EXERCISE DETAILS:
Look through the listing below and count the lines holding "break". Reply with the number alone.

-*-*-

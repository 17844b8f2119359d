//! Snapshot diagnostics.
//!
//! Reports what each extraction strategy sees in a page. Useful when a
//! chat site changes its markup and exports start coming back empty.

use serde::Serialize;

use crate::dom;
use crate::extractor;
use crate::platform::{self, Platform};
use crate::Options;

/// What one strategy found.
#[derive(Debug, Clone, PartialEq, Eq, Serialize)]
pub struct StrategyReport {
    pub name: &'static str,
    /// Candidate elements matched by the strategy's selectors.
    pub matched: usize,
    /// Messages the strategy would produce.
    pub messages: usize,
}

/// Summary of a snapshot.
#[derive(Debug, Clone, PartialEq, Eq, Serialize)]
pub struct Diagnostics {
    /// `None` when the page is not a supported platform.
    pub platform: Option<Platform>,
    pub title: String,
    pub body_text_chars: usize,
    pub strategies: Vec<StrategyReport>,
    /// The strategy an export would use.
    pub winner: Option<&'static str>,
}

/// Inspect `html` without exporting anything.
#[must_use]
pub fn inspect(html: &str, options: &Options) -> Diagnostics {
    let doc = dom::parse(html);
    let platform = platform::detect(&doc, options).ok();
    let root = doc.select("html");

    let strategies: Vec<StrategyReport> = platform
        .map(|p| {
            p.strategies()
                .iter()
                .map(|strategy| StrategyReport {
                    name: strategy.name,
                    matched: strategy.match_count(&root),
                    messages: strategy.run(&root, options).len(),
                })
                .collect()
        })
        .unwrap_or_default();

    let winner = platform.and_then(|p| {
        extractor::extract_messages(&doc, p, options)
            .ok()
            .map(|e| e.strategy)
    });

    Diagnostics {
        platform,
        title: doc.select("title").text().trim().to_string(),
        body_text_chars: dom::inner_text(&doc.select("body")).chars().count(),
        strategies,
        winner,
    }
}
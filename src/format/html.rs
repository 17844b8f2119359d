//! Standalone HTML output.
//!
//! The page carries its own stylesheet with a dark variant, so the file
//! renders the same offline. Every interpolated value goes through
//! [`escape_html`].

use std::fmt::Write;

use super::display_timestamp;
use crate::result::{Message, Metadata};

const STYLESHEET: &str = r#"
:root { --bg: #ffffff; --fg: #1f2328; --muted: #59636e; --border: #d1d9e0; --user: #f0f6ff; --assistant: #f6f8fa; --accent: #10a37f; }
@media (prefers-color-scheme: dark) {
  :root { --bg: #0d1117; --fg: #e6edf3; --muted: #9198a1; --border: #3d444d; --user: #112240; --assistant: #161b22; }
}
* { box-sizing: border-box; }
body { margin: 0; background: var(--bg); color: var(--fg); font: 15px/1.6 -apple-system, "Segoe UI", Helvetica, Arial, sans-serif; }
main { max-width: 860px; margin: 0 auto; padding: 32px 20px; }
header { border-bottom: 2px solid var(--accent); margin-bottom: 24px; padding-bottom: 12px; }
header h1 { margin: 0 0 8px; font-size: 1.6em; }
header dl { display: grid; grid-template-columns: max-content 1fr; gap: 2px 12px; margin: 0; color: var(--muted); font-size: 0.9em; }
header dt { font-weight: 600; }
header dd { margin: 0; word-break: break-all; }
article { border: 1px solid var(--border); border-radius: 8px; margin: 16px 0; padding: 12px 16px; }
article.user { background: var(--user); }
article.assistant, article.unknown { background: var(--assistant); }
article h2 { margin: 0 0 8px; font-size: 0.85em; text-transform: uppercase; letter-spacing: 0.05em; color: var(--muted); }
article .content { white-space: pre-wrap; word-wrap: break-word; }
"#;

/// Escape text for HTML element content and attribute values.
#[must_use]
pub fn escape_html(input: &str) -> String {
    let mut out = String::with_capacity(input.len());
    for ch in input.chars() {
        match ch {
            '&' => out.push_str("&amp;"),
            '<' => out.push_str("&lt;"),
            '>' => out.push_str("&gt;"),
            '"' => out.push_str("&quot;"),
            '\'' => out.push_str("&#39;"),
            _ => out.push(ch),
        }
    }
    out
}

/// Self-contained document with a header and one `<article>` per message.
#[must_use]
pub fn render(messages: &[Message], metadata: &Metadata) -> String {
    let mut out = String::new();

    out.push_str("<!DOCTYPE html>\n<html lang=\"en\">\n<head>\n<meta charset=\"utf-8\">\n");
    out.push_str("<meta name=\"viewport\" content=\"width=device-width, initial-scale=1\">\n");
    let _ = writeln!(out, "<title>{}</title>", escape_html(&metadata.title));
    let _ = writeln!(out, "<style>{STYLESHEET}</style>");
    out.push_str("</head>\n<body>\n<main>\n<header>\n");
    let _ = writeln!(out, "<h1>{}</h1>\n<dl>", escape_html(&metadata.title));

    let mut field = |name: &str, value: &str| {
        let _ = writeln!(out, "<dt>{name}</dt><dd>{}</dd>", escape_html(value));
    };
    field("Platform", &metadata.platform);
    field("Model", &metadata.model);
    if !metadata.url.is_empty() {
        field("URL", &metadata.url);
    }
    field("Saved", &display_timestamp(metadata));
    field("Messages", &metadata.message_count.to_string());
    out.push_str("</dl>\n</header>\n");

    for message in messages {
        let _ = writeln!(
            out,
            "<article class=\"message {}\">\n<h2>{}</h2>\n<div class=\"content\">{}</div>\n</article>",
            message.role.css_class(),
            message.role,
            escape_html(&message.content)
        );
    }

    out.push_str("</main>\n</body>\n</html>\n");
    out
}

-*-*-

SOLUTION FOR THIS PROBLEM:
2